手術を受ける場合のピルの使い方

ピル服用中に手術を受ける場合、大きな手術なら4週間前から服用を中止し、術後は2週間してから服用を開始します。これは、ピルは血を凝固させやすいので、安静にする期間が長い場合には、血栓症のリスクが上がるためです。
血栓症は血のかたまりが血液の流れを妨げて、細胞が壊死したり、炎症が起こるものです。心筋梗塞や脳梗塞など、命に関わることもある病気です。
手術の程度によっては、必ずしも服用を中止する必要はありませんが、血液検査などの結果、場合によっては制限される可能性がありますので、使い方は医師に相談してください。また、手術内容によっては、術後すぐに飲食できないケースもあり、その場合にはピルの服用再開が遅れます。ピルを処方してもらった婦人科でも、手術のことを伝えて、使い方の指導を受けると安心です。

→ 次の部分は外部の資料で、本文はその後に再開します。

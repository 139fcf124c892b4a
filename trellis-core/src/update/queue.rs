//! Update Queue
//!
//! Pending state changes for one subscriber (the root, or a single hook
//! cell), plus the pure fold that turns them into a new state value.
//!
//! # Ring Semantics
//!
//! Updates form a ring in enqueue order. The queue's handle always refers to
//! the most recently enqueued update ([`UpdateRing::latest`]) and the update
//! after it is the oldest ([`UpdateRing::oldest`]). Enqueueing is O(1) and
//! processing walks the ring exactly once, oldest first.
//!
//! # Consumption
//!
//! A render attempt moves the updates for its lane out of the shared queue
//! and records them in a [`ConsumptionLog`]. If the attempt is abandoned the
//! log puts them back in front of anything enqueued meanwhile, so a discarded
//! work-in-progress tree never loses or reorders state changes.

use std::collections::VecDeque;
use std::fmt;
use std::sync::Arc;

use parking_lot::Mutex;

use super::lanes::Lane;

/// A state change: either a replacement value or a fold over the old state.
pub enum Action<S> {
    Replace(S),
    Reduce(Arc<dyn Fn(&S) -> S + Send + Sync>),
}

impl<S> Action<S> {
    /// Wrap a function of the previous state.
    pub fn reduce<F>(f: F) -> Self
    where
        F: Fn(&S) -> S + Send + Sync + 'static,
    {
        Self::Reduce(Arc::new(f))
    }
}

impl<S: Clone> Action<S> {
    /// Apply this action to `state`.
    pub fn apply(&self, state: S) -> S {
        match self {
            Self::Replace(value) => value.clone(),
            Self::Reduce(f) => f(&state),
        }
    }
}

impl<S: Clone> Clone for Action<S> {
    fn clone(&self) -> Self {
        match self {
            Self::Replace(value) => Self::Replace(value.clone()),
            Self::Reduce(f) => Self::Reduce(Arc::clone(f)),
        }
    }
}

impl<S: fmt::Debug> fmt::Debug for Action<S> {
    fn fmt(&self, f: &mut fmt::Formatter<'_>) -> fmt::Result {
        match self {
            Self::Replace(value) => f.debug_tuple("Replace").field(value).finish(),
            Self::Reduce(_) => f.write_str("Reduce(..)"),
        }
    }
}

/// One queued state change.
#[derive(Debug, Clone)]
pub struct Update<S> {
    pub action: Action<S>,
    pub lane: Lane,
}

/// Build a detached update.
pub fn create_update<S>(action: Action<S>, lane: Lane) -> Update<S> {
    Update { action, lane }
}

/// Updates in enqueue order, addressed as a ring.
#[derive(Debug)]
pub struct UpdateRing<S> {
    updates: VecDeque<Update<S>>,
}

impl<S> Default for UpdateRing<S> {
    fn default() -> Self {
        Self {
            updates: VecDeque::new(),
        }
    }
}

impl<S> UpdateRing<S> {
    /// Append at the tail; the new update becomes `latest`.
    pub fn push(&mut self, update: Update<S>) {
        self.updates.push_back(update);
    }

    /// The most recently enqueued update (the ring's handle).
    pub fn latest(&self) -> Option<&Update<S>> {
        self.updates.back()
    }

    /// The update after `latest` in ring order.
    pub fn oldest(&self) -> Option<&Update<S>> {
        self.updates.front()
    }

    /// Walk the ring once, oldest first.
    pub fn iter(&self) -> impl Iterator<Item = &Update<S>> {
        self.updates.iter()
    }

    pub fn len(&self) -> usize {
        self.updates.len()
    }

    pub fn is_empty(&self) -> bool {
        self.updates.is_empty()
    }
}

/// Pending updates for one subscriber.
#[derive(Debug)]
pub struct UpdateQueue<S> {
    pending: UpdateRing<S>,
}

impl<S> Default for UpdateQueue<S> {
    fn default() -> Self {
        Self {
            pending: UpdateRing::default(),
        }
    }
}

/// A queue shared between its owner and the dispatch closures that feed it.
pub type SharedQueue<S> = Arc<Mutex<UpdateQueue<S>>>;

/// Allocate an empty, shareable queue.
pub fn create_update_queue<S>() -> SharedQueue<S> {
    Arc::new(Mutex::new(UpdateQueue::default()))
}

/// Insert `update` at the tail of the queue's ring.
pub fn enqueue_update<S>(queue: &mut UpdateQueue<S>, update: Update<S>) {
    queue.pending.push(update);
}

impl<S> UpdateQueue<S> {
    /// The pending ring.
    pub fn pending(&self) -> &UpdateRing<S> {
        &self.pending
    }

    /// Move every update on `lane` out of the queue, keeping their order.
    ///
    /// Updates on other lanes stay pending.
    pub fn take_lane(&mut self, lane: Lane) -> UpdateRing<S> {
        let mut taken = UpdateRing::default();
        let mut kept = VecDeque::with_capacity(self.pending.len());
        for update in self.pending.updates.drain(..) {
            if update.lane == lane {
                taken.push(update);
            } else {
                kept.push_back(update);
            }
        }
        self.pending.updates = kept;
        taken
    }

    /// Put previously taken updates back in front of the pending ring.
    pub fn restore_front(&mut self, ring: UpdateRing<S>) {
        let mut restored = ring.updates;
        restored.append(&mut self.pending.updates);
        self.pending.updates = restored;
    }
}

/// Result of folding a ring.
#[derive(Debug, Clone, PartialEq)]
pub struct Processed<S> {
    pub memoized_state: S,
}

/// Fold the updates on `render_lane` over `base_state`, oldest first.
///
/// Updates on any other lane are skipped and left for a pass at their own
/// lane. An absent or empty ring returns `base_state` unchanged.
pub fn process_update_queue<S: Clone>(
    base_state: S,
    pending: Option<&UpdateRing<S>>,
    render_lane: Lane,
) -> Processed<S> {
    let mut state = base_state;
    if let Some(ring) = pending {
        for update in ring.iter() {
            if update.lane == render_lane {
                state = update.action.apply(state);
            } else {
                tracing::trace!(lane = ?update.lane, ?render_lane, "skipping update on another lane");
            }
        }
    }
    Processed {
        memoized_state: state,
    }
}

trait Restore: Send {
    fn restore(self: Box<Self>);
}

struct Consumed<S> {
    queue: SharedQueue<S>,
    updates: UpdateRing<S>,
}

impl<S: Send> Restore for Consumed<S> {
    fn restore(self: Box<Self>) {
        self.queue.lock().restore_front(self.updates);
    }
}

/// Updates taken from shared queues by the in-flight render attempt.
#[derive(Default)]
pub struct ConsumptionLog {
    entries: Vec<Box<dyn Restore>>,
}

impl ConsumptionLog {
    /// Remember that `updates` were taken out of `queue`.
    pub fn record<S: Send + 'static>(&mut self, queue: SharedQueue<S>, updates: UpdateRing<S>) {
        if updates.is_empty() {
            return;
        }
        self.entries.push(Box::new(Consumed { queue, updates }));
    }

    /// The attempt was abandoned: hand every update back to its queue.
    pub fn restore_all(&mut self) {
        for entry in self.entries.drain(..).rev() {
            entry.restore();
        }
    }

    /// The attempt committed: the consumed updates are gone for good.
    pub fn clear(&mut self) {
        self.entries.clear();
    }

    pub fn len(&self) -> usize {
        self.entries.len()
    }

    pub fn is_empty(&self) -> bool {
        self.entries.is_empty()
    }
}

impl fmt::Debug for ConsumptionLog {
    fn fmt(&self, f: &mut fmt::Formatter<'_>) -> fmt::Result {
        f.debug_struct("ConsumptionLog")
            .field("entries", &self.entries.len())
            .finish()
    }
}
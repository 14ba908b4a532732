use chrono::{DateTime, Utc};
use serde::{Deserialize, Serialize};
use sqlx::FromRow;
use uuid::Uuid;
use validator::Validate;

// Log rows are append-only: no update or delete paths exist anywhere in
// the crate, so these types carry no mutable-field request variants.

#[derive(Debug, Clone, Serialize, Deserialize, FromRow)]
pub struct ExerciseLog {
    pub id: Uuid,
    pub user_id: Uuid,
    pub exercise_type: String,
    pub duration_min: i32,
    pub intensity: Intensity,
    pub calories_burned: f64,
    pub recorded_at: DateTime<Utc>,
}

#[derive(Debug, Clone, Copy, Serialize, Deserialize, sqlx::Type, PartialEq, Eq)]
#[sqlx(type_name = "exercise_intensity", rename_all = "lowercase")]
#[serde(rename_all = "lowercase")]
pub enum Intensity {
    Low,
    Medium,
    High,
}

#[derive(Debug, Clone, Serialize, Deserialize, FromRow)]
pub struct WaterLog {
    pub id: Uuid,
    pub user_id: Uuid,
    pub amount_liters: f64,
    pub recorded_at: DateTime<Utc>,
}

#[derive(Debug, Clone, Serialize, Deserialize, FromRow)]
pub struct SleepLog {
    pub id: Uuid,
    pub user_id: Uuid,
    pub hours: f64,
    pub quality: Option<SleepQuality>,
    pub recorded_at: DateTime<Utc>,
}

#[derive(Debug, Clone, Copy, Serialize, Deserialize, sqlx::Type, PartialEq, Eq)]
#[sqlx(type_name = "sleep_quality", rename_all = "lowercase")]
#[serde(rename_all = "lowercase")]
pub enum SleepQuality {
    Poor,
    Fair,
    Good,
    Excellent,
}

#[derive(Debug, Clone, Serialize, Deserialize, FromRow)]
pub struct MoodLog {
    pub id: Uuid,
    pub user_id: Uuid,
    pub mood: String,
    pub note: Option<String>,
    pub recorded_at: DateTime<Utc>,
}

#[derive(Debug, Deserialize, Validate)]
pub struct LogExerciseRequest {
    #[validate(length(min = 1, max = 100, message = "Exercise type must be 1-100 characters"))]
    pub exercise_type: String,

    #[validate(range(min = 1, max = 1440, message = "Duration must be 1-1440 minutes"))]
    pub duration_min: i32,

    pub intensity: Intensity,
}

#[derive(Debug, Deserialize, Validate)]
pub struct LogWaterRequest {
    #[validate(range(min = 0.01, max = 20.0, message = "Amount must be 0.01-20 liters"))]
    pub amount_liters: f64,
}

#[derive(Debug, Deserialize, Validate)]
pub struct LogSleepRequest {
    #[validate(range(min = 0.1, max = 24.0, message = "Hours must be 0.1-24"))]
    pub hours: f64,

    pub quality: Option<SleepQuality>,
}

#[derive(Debug, Deserialize, Validate)]
pub struct LogMoodRequest {
    #[validate(length(min = 1, max = 50, message = "Mood must be 1-50 characters"))]
    pub mood: String,

    #[validate(length(max = 5000, message = "Note must be under 5000 characters"))]
    pub note: Option<String>,
}
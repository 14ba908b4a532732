use axum::{extract::State, Extension, Json};
use serde::Serialize;

use crate::auth::middleware::AuthUser;
use crate::error::{AppError, AppResult};
use crate::models::user::User;
use crate::wellness;
use crate::AppState;

#[derive(Debug, Serialize)]
pub struct BmiResponse {
    pub bmi: f64,
    pub category: &'static str,
    pub advice: Vec<&'static str>,
}

pub async fn get_bmi(
    State(state): State<AppState>,
    Extension(auth_user): Extension<AuthUser>,
) -> AppResult<Json<BmiResponse>> {
    let user = sqlx::query_as::<_, User>("SELECT * FROM users WHERE id = $1")
        .bind(auth_user.id)
        .fetch_optional(&state.db)
        .await?
        .ok_or(AppError::NotFound("User not found".into()))?;

    let bmi = wellness::bmi(user.weight_kg, user.height_cm);
    let category = wellness::bmi_category(bmi, user.gender);

    Ok(Json(BmiResponse {
        bmi,
        category: category.label(),
        advice: category.advice().to_vec(),
    }))
}
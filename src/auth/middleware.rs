use axum::{
    extract::{Request, State},
    http::header::AUTHORIZATION,
    middleware::Next,
    response::Response,
};
use uuid::Uuid;

use crate::auth::jwt::{verify_token, TokenType};
use crate::error::AppError;
use crate::AppState;

/// Authenticated identity, injected into request extensions by
/// `require_auth`. Every per-user handler reads ownership from here.
#[derive(Debug, Clone)]
pub struct AuthUser {
    pub id: Uuid,
    #[allow(dead_code)]
    pub username: String,
}

pub async fn require_auth(
    State(state): State<AppState>,
    mut req: Request,
    next: Next,
) -> Result<Response, AppError> {
    let auth_header = req
        .headers()
        .get(AUTHORIZATION)
        .and_then(|v| v.to_str().ok())
        .ok_or(AppError::Unauthorized)?;

    let token = auth_header
        .strip_prefix("Bearer ")
        .ok_or(AppError::Unauthorized)?;

    let token_data = verify_token(token, &state.config)?;

    if token_data.claims.token_type != TokenType::Access {
        return Err(AppError::Unauthorized);
    }

    let auth_user = AuthUser {
        id: token_data.claims.sub,
        username: token_data.claims.username,
    };

    req.extensions_mut().insert(auth_user);
    Ok(next.run(req).await)
}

ピルを服用していても、麻酔には影響はありませんが、処方される薬によっては、テトラサイクリン系抗生物質やペニシリン系抗生物質のように、ピルの吸収を妨げて、不正出血が起こったり、避妊効果が低下することもあります。また、逆に、薬の作用を強くしたり、弱くすることがあるため、手術を受ける場合や薬を処方してもらう前に、ピルを使用していることを医師に伝えてください。
入院中も継続する場合には、通常の使い方と同様、毎日1錠ずつ同じ時間に服用します。相互作用のない薬であれば、病院で処方される薬と一緒に飲んでも問題ありません。
ダイエット関連のサプリメントや健康食品によく含まれているセント・ジョーンズ・ワート(セイヨウオトギリソウ)は、ピルの吸収を妨げて、避妊効果が下がり、不正出血が起こる可能性がありますので、注意してください。